▶ _Provided data_
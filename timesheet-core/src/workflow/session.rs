use std::sync::Arc;

use time::{Date, Time};
use tokio::sync::mpsc;
use tracing::instrument;

use super::{ApplyOutcome, Category, EntryWorkflow, FetchRequest, FetchResponse};
use crate::clock::DateKey;
use crate::error::{LoadError, LookupKind, SubmitError, WorkflowError};
use crate::models::{EntryId, PhaseId, ProjectId, TaskId};
use crate::ports::TimesheetBackend;

enum Completion {
    Fetch(FetchResponse),
    Submit(Result<EntryId, SubmitError>),
}

/// What happened when a completion was handed back to the workflow.
#[derive(Debug, Clone, PartialEq)]
pub enum SessionEvent {
    LookupApplied(LookupKind),
    LookupDiscarded(LookupKind),
    Saved(EntryId),
    SaveFailed(SubmitError),
}

/// Drives an [`EntryWorkflow`] against a backend.
///
/// Fetches and submits run as tokio tasks; their results queue up on a
/// channel until the owner drains it with [`EntrySession::pump`] or
/// [`EntrySession::next_event`]. The workflow itself is only ever touched
/// by the owner.
pub struct EntrySession<B> {
    backend: Arc<B>,
    workflow: EntryWorkflow,
    tx: mpsc::UnboundedSender<Completion>,
    rx: mpsc::UnboundedReceiver<Completion>,
    in_flight: usize,
}

impl<B: TimesheetBackend> EntrySession<B> {
    pub fn new(backend: Arc<B>, workflow: EntryWorkflow) -> Self {
        let (tx, rx) = mpsc::unbounded_channel();
        Self {
            backend,
            workflow,
            tx,
            rx,
            in_flight: 0,
        }
    }

    pub fn workflow(&self) -> &EntryWorkflow {
        &self.workflow
    }

    pub fn into_workflow(self) -> EntryWorkflow {
        self.workflow
    }

    pub fn has_pending(&self) -> bool {
        self.in_flight > 0
    }

    pub fn select_category(&mut self, category: Category) -> Result<(), WorkflowError> {
        let request = self.workflow.select_category(category)?;
        self.dispatch(request);
        Ok(())
    }

    pub fn select_project(&mut self, project: ProjectId) -> Result<(), WorkflowError> {
        let request = self.workflow.select_project(project)?;
        self.dispatch(request);
        Ok(())
    }

    pub fn select_phase(&mut self, phase: PhaseId) -> Result<(), WorkflowError> {
        let request = self.workflow.select_phase(phase)?;
        self.dispatch(request);
        Ok(())
    }

    pub fn select_task(&mut self, task: TaskId) -> Result<(), WorkflowError> {
        self.workflow.select_task(task)
    }

    pub fn back(&mut self) -> Result<(), WorkflowError> {
        self.workflow.back()
    }

    pub fn set_work_date(&mut self, date: DateKey, today: Date) -> Result<(), WorkflowError> {
        self.workflow.set_work_date(date, today)
    }

    pub fn set_start_time(&mut self, start: Time) -> Result<(), WorkflowError> {
        self.workflow.set_start_time(start)
    }

    pub fn set_end_time(&mut self, end: Time) -> Result<(), WorkflowError> {
        self.workflow.set_end_time(end)
    }

    pub fn set_notes(&mut self, notes: impl Into<String>) -> Result<(), WorkflowError> {
        self.workflow.set_notes(notes)
    }

    /// Validate the draft and send it to the backend.
    pub fn submit(&mut self) -> Result<(), WorkflowError> {
        let command = self.workflow.begin_submit()?;
        let backend = self.backend.clone();
        let tx = self.tx.clone();
        self.in_flight += 1;
        tokio::spawn(async move {
            let result = backend.submit_entry(&command).await.map_err(SubmitError::from);
            let _ = tx.send(Completion::Submit(result));
        });
        Ok(())
    }

    fn dispatch(&mut self, request: Option<FetchRequest>) {
        let Some(request) = request else {
            return;
        };
        let backend = self.backend.clone();
        let tx = self.tx.clone();
        self.in_flight += 1;
        tokio::spawn(async move {
            let response = run_fetch(backend.as_ref(), request).await;
            let _ = tx.send(Completion::Fetch(response));
        });
    }

    /// Apply every completion that has already arrived. Never blocks.
    pub fn pump(&mut self) -> Vec<SessionEvent> {
        let mut events = Vec::new();
        while let Ok(completion) = self.rx.try_recv() {
            events.push(self.handle(completion));
        }
        events
    }

    /// Wait for the next completion. `None` when nothing is outstanding.
    pub async fn next_event(&mut self) -> Option<SessionEvent> {
        if self.in_flight == 0 {
            return None;
        }
        let completion = self.rx.recv().await?;
        Some(self.handle(completion))
    }

    fn handle(&mut self, completion: Completion) -> SessionEvent {
        self.in_flight = self.in_flight.saturating_sub(1);
        match completion {
            Completion::Fetch(response) => {
                let kind = response.kind();
                match self.workflow.apply(response) {
                    ApplyOutcome::Applied => SessionEvent::LookupApplied(kind),
                    ApplyOutcome::Discarded => SessionEvent::LookupDiscarded(kind),
                }
            }
            Completion::Submit(result) => {
                let event = match &result {
                    Ok(entry) => SessionEvent::Saved(*entry),
                    Err(error) => SessionEvent::SaveFailed(error.clone()),
                };
                self.workflow.finish_submit(result);
                event
            }
        }
    }
}

#[instrument(skip(backend))]
async fn run_fetch<B: TimesheetBackend>(backend: &B, request: FetchRequest) -> FetchResponse {
    match request {
        FetchRequest::Projects { ticket } => FetchResponse::Projects {
            ticket,
            result: backend
                .fetch_active_projects()
                .await
                .map_err(|e| LoadError::new(LookupKind::Projects, e)),
        },
        FetchRequest::Phases { project, ticket } => FetchResponse::Phases {
            project,
            ticket,
            result: backend
                .fetch_phases(project)
                .await
                .map_err(|e| LoadError::new(LookupKind::Phases, e)),
        },
        FetchRequest::Tasks { phase, ticket } => FetchResponse::Tasks {
            phase,
            ticket,
            result: backend
                .fetch_tasks(phase)
                .await
                .map_err(|e| LoadError::new(LookupKind::Tasks, e)),
        },
    }
}

#[cfg(test)]
mod tests {
    use super::*;
    use crate::error::BackendError;
    use crate::models::{Phase, Project, Task};
    use crate::ports::MockBackend;
    use crate::settings::WorkflowSettings;
    use time::macros::{date, time};

    fn backend() -> MockBackend {
        MockBackend::new()
            .with_projects(vec![Project::new(1, "Alpha Project"), Project::new(2, "Beta Project")])
            .with_phases(1, vec![Phase::new(10, "Design")])
            .with_phases(2, vec![Phase::new(20, "Rollout")])
            .with_tasks(10, vec![Task::new(100, "Wireframes")])
    }

    fn session(backend: &MockBackend) -> EntrySession<MockBackend> {
        let workflow = EntryWorkflow::new(
            WorkflowSettings::default(),
            DateKey::new(date!(2024 - 06 - 12)),
        );
        EntrySession::new(Arc::new(backend.clone()), workflow)
    }

    async fn load_projects(session: &mut EntrySession<MockBackend>) {
        session.select_category(Category::Project).unwrap();
        assert_eq!(
            session.next_event().await,
            Some(SessionEvent::LookupApplied(LookupKind::Projects))
        );
    }

    #[tokio::test]
    async fn slow_phases_for_previous_project_are_discarded() {
        let backend = backend();
        let gate = backend.gate_phases(1);
        let mut session = session(&backend);
        load_projects(&mut session).await;

        session.select_project(ProjectId::new(1)).unwrap();
        session.select_project(ProjectId::new(2)).unwrap();

        assert_eq!(
            session.next_event().await,
            Some(SessionEvent::LookupApplied(LookupKind::Phases))
        );
        gate.notify_one();
        assert_eq!(
            session.next_event().await,
            Some(SessionEvent::LookupDiscarded(LookupKind::Phases))
        );

        let phases = session.workflow().phases().unwrap();
        assert_eq!(phases.key(), ProjectId::new(2));
        assert_eq!(phases.items()[0].name, "Rollout");
        assert!(!session.has_pending());
    }

    #[tokio::test]
    async fn failed_phases_recover_on_reselect() {
        let backend = backend();
        backend.fail_phases(1, BackendError::request("connection refused"));
        let mut session = session(&backend);
        load_projects(&mut session).await;

        session.select_project(ProjectId::new(1)).unwrap();
        session.next_event().await;
        assert!(session.workflow().phases().unwrap().error().is_some());
        assert!(session.workflow().status().is_some());

        backend.heal_phases(1);
        session.select_project(ProjectId::new(1)).unwrap();
        session.next_event().await;
        assert!(session.workflow().phases().unwrap().is_ready());
        assert_eq!(backend.phase_calls(), vec![ProjectId::new(1), ProjectId::new(1)]);
    }

    #[tokio::test]
    async fn full_project_entry_is_submitted() {
        let backend = backend();
        let mut session = session(&backend);
        load_projects(&mut session).await;

        session.select_project(ProjectId::new(1)).unwrap();
        session.next_event().await;
        session.select_phase(PhaseId::new(10)).unwrap();
        session.next_event().await;
        session.select_task(TaskId::new(100)).unwrap();
        session.set_start_time(time!(13:00)).unwrap();
        session.set_end_time(time!(14:30)).unwrap();
        session.submit().unwrap();

        assert_eq!(
            session.next_event().await,
            Some(SessionEvent::Saved(EntryId::new(1)))
        );
        let submitted = backend.submitted();
        assert_eq!(submitted.len(), 1);
        assert_eq!(submitted[0].task_id, Some(TaskId::new(100)));
        assert_eq!(submitted[0].hours, 1.5);
        assert_eq!(session.workflow().submitted_entry(), Some(EntryId::new(1)));
    }

    #[tokio::test]
    async fn failed_submit_can_be_retried() {
        let backend = backend();
        backend.fail_submit(Some(BackendError::Unauthorized));
        let mut session = session(&backend);
        session.select_category(Category::Internal).unwrap();
        session.set_notes("retro").unwrap();

        session.submit().unwrap();
        assert_eq!(session.submit().unwrap_err(), WorkflowError::SubmitInFlight);
        assert_eq!(
            session.next_event().await,
            Some(SessionEvent::SaveFailed(SubmitError(BackendError::Unauthorized)))
        );
        assert_eq!(session.workflow().notes(), "retro");

        backend.fail_submit(None);
        session.submit().unwrap();
        assert!(matches!(
            session.next_event().await,
            Some(SessionEvent::Saved(_))
        ));
        assert!(backend.submitted()[0].is_internal());
    }

    #[tokio::test]
    async fn invalid_draft_is_not_sent() {
        let backend = backend();
        let mut session = session(&backend);
        let err = session.submit().unwrap_err();
        assert!(matches!(err, WorkflowError::Validation(_)));
        assert!(!session.has_pending());
        assert_eq!(session.next_event().await, None);
        assert!(backend.submitted().is_empty());
    }

    #[tokio::test]
    async fn pump_drains_without_blocking() {
        let backend = backend();
        let mut session = session(&backend);
        assert!(session.pump().is_empty());

        session.select_category(Category::Project).unwrap();
        let mut events = Vec::new();
        while session.has_pending() {
            tokio::task::yield_now().await;
            events.extend(session.pump());
        }
        assert_eq!(events, vec![SessionEvent::LookupApplied(LookupKind::Projects)]);
        assert_eq!(session.workflow().projects().unwrap().items().len(), 2);
    }
}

▶ _What you will do_
"use crate::clock::DateKey;" marks the last line to print; print everything from the first line of the data through that line, unchanged, and nothing more.

▶ _Result of this exercise_
filename timesheet-core/src/workflow/session.rs
use std::sync::Arc;

use time::{Date, Time};
use tokio::sync::mpsc;
use tracing::instrument;

use super::{ApplyOutcome, Category, EntryWorkflow, FetchRequest, FetchResponse};
use crate::clock::DateKey;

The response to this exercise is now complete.